76 De este modo, el TJ declara en su sentencia que al habilitar a la Sala Disciplinaria, cuya independencia e imparcialidad no están garantizadas, para pronunciarse sobre asuntos que inciden directamente en el estatuto y el ejercicio del cargo de juez o juez auxiliar, tales como, de una parte, las solicitudes de autorización para incoar un procedimiento penal contra jueces y jueces auxiliares o para detenerlos, y, por otra parte, asuntos en materia de Derecho laboral y de la Seguridad Social relativos a los jueces del Tribunal Supremo, y asuntos relativos a la jubilación forzosa de dichos jueces, la República de Polonia ha incumplido la obligación que le incumbe en virtud del artículo 19.1.2º párrafo del TUE.

77 El TJ señala, en el apartado 82 de la sentencia, que según reiterada jurisprudencia, la existencia de un incumplimiento debe apreciarse en función de la situación en la que se encontraba el Estado miembro al vencer el plazo fijado en el dictamen motivado y que los cambios sobrevenidos posteriormente no se pueden tomar en consideración por parte del TJ. El TJ menciona en este sentido la sentencia de 24 de junio de 2019, Comisión contra Polonia. C-619/18, EU:C:2019:531, párrafo 30.

78 De este modo, el TJ declara en su sentencia que al adoptar y mantener en vigor el artículo 107, apartado 1, puntos 2 y 3 de la Ley de organización de los Tribunales Ordinarios, de 27 de julio de 2001, modificada por la Ley de 2019 y el artículo 72, apartado 1,puntos 1 a 3 de la Ley del TS modificada por la Ley de 2019, que permiten calificar como falta disciplinaria el examen de la observancia de las exigencias de la Unión relativas al juez independiente e imparcial establecido previamente por la ley, la República de Polonia ha incumplido las obligaciones que le incumben en virtud de las disposiciones combinadas del artículo 19.1.2º del TUE y del artículo 47 de la CDFUE y en virtud del artículo 267 del TFUE.

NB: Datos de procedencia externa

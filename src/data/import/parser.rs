use std::fmt;
use std::io::Read;
use std::ops::AddAssign;

use serde::Deserialize;

use crate::data::models::AddressRecord;

const DELIMITER: u8 = b';';

/// The subset of BAN columns the store needs, located by header name.
#[derive(Debug, Deserialize)]
struct BanRow {
    #[serde(default)]
    lat: String,
    #[serde(default)]
    lon: String,
    #[serde(default)]
    numero: String,
    #[serde(default)]
    nom_voie: String,
    #[serde(default)]
    code_postal: String,
    #[serde(default)]
    nom_commune: String,
}

#[derive(Debug, Clone, Copy, PartialEq, Eq)]
pub enum SkipReason {
    /// The row could not be read at all (bad encoding)
    Malformed,
    /// The source has no `lat` or `lon` column
    MissingCoordinates,
    /// `lat` or `lon` is not a finite number
    InvalidCoordinate,
    /// `lat` or `lon` is exactly zero, which the source uses for "unknown"
    ZeroCoordinate,
    MissingCity,
}

#[derive(Debug, Clone, PartialEq)]
pub enum RowOutcome {
    Record(AddressRecord),
    Skipped(SkipReason),
}

#[derive(Debug, Clone, Copy, Default, PartialEq, Eq)]
pub struct SkipCounts {
    pub malformed: usize,
    pub missing_coordinates: usize,
    pub invalid_coordinate: usize,
    pub zero_coordinate: usize,
    pub missing_city: usize,
}

impl SkipCounts {
    pub fn record(&mut self, reason: SkipReason) {
        let counter = match reason {
            SkipReason::Malformed => &mut self.malformed,
            SkipReason::MissingCoordinates => &mut self.missing_coordinates,
            SkipReason::InvalidCoordinate => &mut self.invalid_coordinate,
            SkipReason::ZeroCoordinate => &mut self.zero_coordinate,
            SkipReason::MissingCity => &mut self.missing_city,
        };
        *counter += 1;
    }

    pub fn total(&self) -> usize {
        self.malformed
            + self.missing_coordinates
            + self.invalid_coordinate
            + self.zero_coordinate
            + self.missing_city
    }
}

impl AddAssign for SkipCounts {
    fn add_assign(&mut self, other: SkipCounts) {
        self.malformed += other.malformed;
        self.missing_coordinates += other.missing_coordinates;
        self.invalid_coordinate += other.invalid_coordinate;
        self.zero_coordinate += other.zero_coordinate;
        self.missing_city += other.missing_city;
    }
}

impl fmt::Display for SkipCounts {
    fn fmt(&self, f: &mut fmt::Formatter) -> fmt::Result {
        write!(
            f,
            "{} skipped ({} malformed, {} without coordinate columns, {} invalid coordinates, \
             {} zero coordinates, {} without city)",
            self.total(),
            self.malformed,
            self.missing_coordinates,
            self.invalid_coordinate,
            self.zero_coordinate,
            self.missing_city
        )
    }
}

/// Forward-only sequence of parsed rows. Restarting means re-reading the source.
pub struct AddressRows<R> {
    records: csv::StringRecordsIntoIter<R>,
    headers: csv::StringRecord,
    has_coordinates: bool,
}

impl<R: Read> Iterator for AddressRows<R> {
    type Item = RowOutcome;

    fn next(&mut self) -> Option<RowOutcome> {
        let record = self.records.next()?;
        let outcome = match record.and_then(|record| self.read_row(record)) {
            Ok(_) if !self.has_coordinates => RowOutcome::Skipped(SkipReason::MissingCoordinates),
            Ok(row) => parse_row(row),
            Err(_) => RowOutcome::Skipped(SkipReason::Malformed),
        };
        Some(outcome)
    }
}

impl<R> AddressRows<R> {
    /// Rows short on trailing columns read them as empty, extra columns are dropped.
    fn read_row(&self, mut record: csv::StringRecord) -> csv::Result<BanRow> {
        record.truncate(self.headers.len());
        while record.len() < self.headers.len() {
            record.push_field("");
        }
        record.deserialize(Some(&self.headers))
    }
}

/// Reads `;`-separated BAN rows, locating columns by their header name.
pub fn parse_addresses<R: Read>(reader: R) -> AddressRows<R> {
    let mut reader = csv::ReaderBuilder::new()
        .delimiter(DELIMITER)
        .flexible(true)
        .from_reader(reader);

    let headers = reader.headers().cloned().unwrap_or_default();
    let has_coordinates =
        headers.iter().any(|h| h == "lat") && headers.iter().any(|h| h == "lon");

    AddressRows {
        records: reader.into_records(),
        headers,
        has_coordinates,
    }
}

fn parse_row(row: BanRow) -> RowOutcome {
    let (lat, lon) = match (parse_coordinate(&row.lat), parse_coordinate(&row.lon)) {
        (Some(lat), Some(lon)) => (lat, lon),
        _ => return RowOutcome::Skipped(SkipReason::InvalidCoordinate),
    };
    if lat == 0.0 || lon == 0.0 {
        return RowOutcome::Skipped(SkipReason::ZeroCoordinate);
    }
    if row.nom_commune.trim().is_empty() {
        return RowOutcome::Skipped(SkipReason::MissingCity);
    }

    RowOutcome::Record(AddressRecord::new(
        lat,
        lon,
        &row.numero,
        &row.nom_voie,
        &row.code_postal,
        &row.nom_commune
    ))
}

fn parse_coordinate(value: &str) -> Option<f64> {
    value
        .trim()
        .parse::<f64>()
        .ok()
        .filter(|v| v.is_finite())
}

#[cfg(test)]
mod tests {
    use super::*;

    const HEADER: &str = "id;numero;rep;nom_voie;code_postal;nom_commune;lon;lat";

    fn parse(text: &str) -> Vec<RowOutcome> {
        parse_addresses(text.as_bytes()).collect()
    }

    fn records(outcomes: &[RowOutcome]) -> Vec<&AddressRecord> {
        outcomes
            .iter()
            .filter_map(|o| match o {
                RowOutcome::Record(r) => Some(r),
                RowOutcome::Skipped(_) => None,
            })
            .collect()
    }

    #[test]
    fn test_parse_valid_row() {
        let text = format!(
            "{}\n67482_1234_00012;12;;Rue du Marché;67000;Strasbourg;7.75;48.58\n",
            HEADER
        );
        let outcomes = parse(&text);

        assert_eq!(outcomes.len(), 1);
        assert_eq!(
            outcomes[0],
            RowOutcome::Record(AddressRecord::new(
                48.58, 7.75, "12", "Rue du Marché", "67000", "Strasbourg"
            ))
        );
    }

    #[test]
    fn test_columns_located_by_name() {
        let text = "nom_commune;lat;code_postal;lon;nom_voie;numero\n\
                    Colmar;48.08;68000;7.36;Grand Rue;3\n";
        let outcomes = parse(text);
        let parsed = records(&outcomes);

        assert_eq!(parsed.len(), 1);
        assert_eq!(parsed[0].lat, 48.08);
        assert_eq!(parsed[0].lon, 7.36);
        assert_eq!(parsed[0].display_name, "3 Grand Rue, Colmar");
    }

    #[test]
    fn test_optional_columns_default_to_empty() {
        let text = "lat;lon;nom_commune\n48.08;7.36;Colmar\n";
        let outcomes = parse(text);
        let parsed = records(&outcomes);

        assert_eq!(parsed.len(), 1);
        assert_eq!(parsed[0].postcode, "");
        assert_eq!(parsed[0].display_name, "Colmar");
    }

    #[test]
    fn test_zero_coordinates_are_skipped() {
        let text = format!(
            "{}\na;1;;Rue;67000;Strasbourg;0;48.5\nb;2;;Rue;67000;Strasbourg;7.7;0\nc;3;;Rue;67000;Strasbourg;0.0;0.0\n",
            HEADER
        );

        assert_eq!(
            parse(&text),
            vec![RowOutcome::Skipped(SkipReason::ZeroCoordinate); 3]
        );
    }

    #[test]
    fn test_invalid_coordinates_are_skipped() {
        let text = format!(
            "{}\na;1;;Rue;67000;Strasbourg;abc;48.5\nb;2;;Rue;67000;Strasbourg;;48.5\nc;3;;Rue;67000;Strasbourg;NaN;48.5\nd;4;;Rue;67000;Strasbourg;7.7;48.5\n",
            HEADER
        );
        let outcomes = parse(&text);

        assert_eq!(outcomes[0], RowOutcome::Skipped(SkipReason::InvalidCoordinate));
        assert_eq!(outcomes[1], RowOutcome::Skipped(SkipReason::InvalidCoordinate));
        assert_eq!(outcomes[2], RowOutcome::Skipped(SkipReason::InvalidCoordinate));
        assert_eq!(records(&outcomes).len(), 1);
    }

    #[test]
    fn test_missing_coordinate_columns() {
        let text = "numero;nom_voie;nom_commune\n1;Rue;Colmar\n2;Rue;Colmar\n";

        assert_eq!(
            parse(text),
            vec![RowOutcome::Skipped(SkipReason::MissingCoordinates); 2]
        );
    }

    #[test]
    fn test_malformed_row_does_not_stop_parsing() {
        let text = b"lat;lon;nom_commune\n48.5;7.7;Col\xffmar\n48.08;7.36;Colmar\n";
        let outcomes = parse_addresses(&text[..]).collect::<Vec<RowOutcome>>();

        assert_eq!(outcomes[0], RowOutcome::Skipped(SkipReason::Malformed));
        assert_eq!(records(&outcomes).len(), 1);
    }

    #[test]
    fn test_short_row_reads_missing_optionals_as_empty() {
        let text = "lat;lon;nom_commune;numero;nom_voie\n48.5;7.7;Colmar\n48.5;7.7;Colmar;3\n";
        let outcomes = parse(text);
        let parsed = records(&outcomes);

        assert_eq!(parsed.len(), 2);
        assert_eq!(parsed[0].number, "");
        assert_eq!(parsed[0].display_name, "Colmar");
        assert_eq!(parsed[1].display_name, "3, Colmar");
    }

    #[test]
    fn test_short_row_without_coordinates_is_invalid() {
        let text = format!("{}\nbroken;row\n", HEADER);

        assert_eq!(parse(&text), vec![RowOutcome::Skipped(SkipReason::InvalidCoordinate)]);
    }

    #[test]
    fn test_extra_columns_are_ignored() {
        let text = "lat;lon;nom_commune\n48.5;7.7;Colmar;surplus\n";

        assert_eq!(records(&parse(text))[0].display_name, "Colmar");
    }

    #[test]
    fn test_missing_city_is_skipped() {
        let text = format!("{}\na;1;;Rue;67000;  ;7.7;48.5\n", HEADER);

        assert_eq!(parse(&text), vec![RowOutcome::Skipped(SkipReason::MissingCity)]);
    }

    #[test]
    fn test_coordinates_are_trimmed() {
        let text = format!("{}\na;1;;Rue;67000;Strasbourg; 7.7 ; 48.5\n", HEADER);
        let outcomes = parse(&text);

        assert_eq!(records(&outcomes)[0].lat, 48.5);
    }

    #[test]
    fn test_skip_counts() {
        let mut counts = SkipCounts::default();
        counts.record(SkipReason::ZeroCoordinate);
        counts.record(SkipReason::ZeroCoordinate);
        counts.record(SkipReason::Malformed);

        let mut total = SkipCounts::default();
        total += counts;
        total += counts;

        assert_eq!(counts.total(), 3);
        assert_eq!(total.zero_coordinate, 4);
        assert_eq!(total.malformed, 2);
        assert_eq!(total.total(), 6);
    }
}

79 De este modo, el TJ declara en su sentencia que al adoptar y mantener en vigor el artículo 42 a, apartados 1 y 2 y el artículo 55, apartado 4 de la Ley de Organización de los Tribunales Ordinarios, tal y como ha sido modificada por la ley de 20 de diciembre de 2019, el artículo 26, apartado 3 y el artículo 29, apartados 2 y 3 de la Ley sobre el TS, tal y como ha sido modificada por la Ley de 20 de diciembre de 2019, el artículo 5 apartados 1a y 1b de la Ley de Organización de los Tribunales de lo Contencioso-Administrativo tal y como ha sido modificada por la Ley de 20 de diciembre de 2019 y el artículo 8 de esta última ley, que impiden a todos los órganos jurisdiccionales nacionales comprobar la observancia de las exigencias de la Unión relativas al juez independiente e imparcial, establecido previamente por la ley, la República de Polonia ha incumplido las obligaciones que le incumben en virtud de las disposiciones combinadas del artículo 19.1.2º del TUE y del artículo 47 de la CDFUE y en virtud del principio de la primacía del Derecho de la Unión Europea

80 El TJ declara así, en su sentencia, que al adoptar y mantener en vigor el artículo 26, apartados 2 y 4 a 6 y el artículo 82, apartados 2 a 5 de la Ley sobre el TS, tal y como ha sido modificada por la ley de 20 de diciembre de 2019, así como el artículo 10 de esta última ley, que establece la competencia exclusiva de la Sala de Control Extraordinario y de Asuntos Públicos del TS para conocer de las imputaciones y cuestiones jurídicas relativas a la falta de independencia de un juez o de un órgano jurisdiccional, la República de Polonia ha incumplido las obligaciones que le incumben en virtud de las disposiciones combinadas del artículo 19.1.2º del TUE y del artículo 47 de la CDFUE, en virtud del artículo 267 del TFUE y en virtud del principio de la primacía del Derecho de la Unión Europea.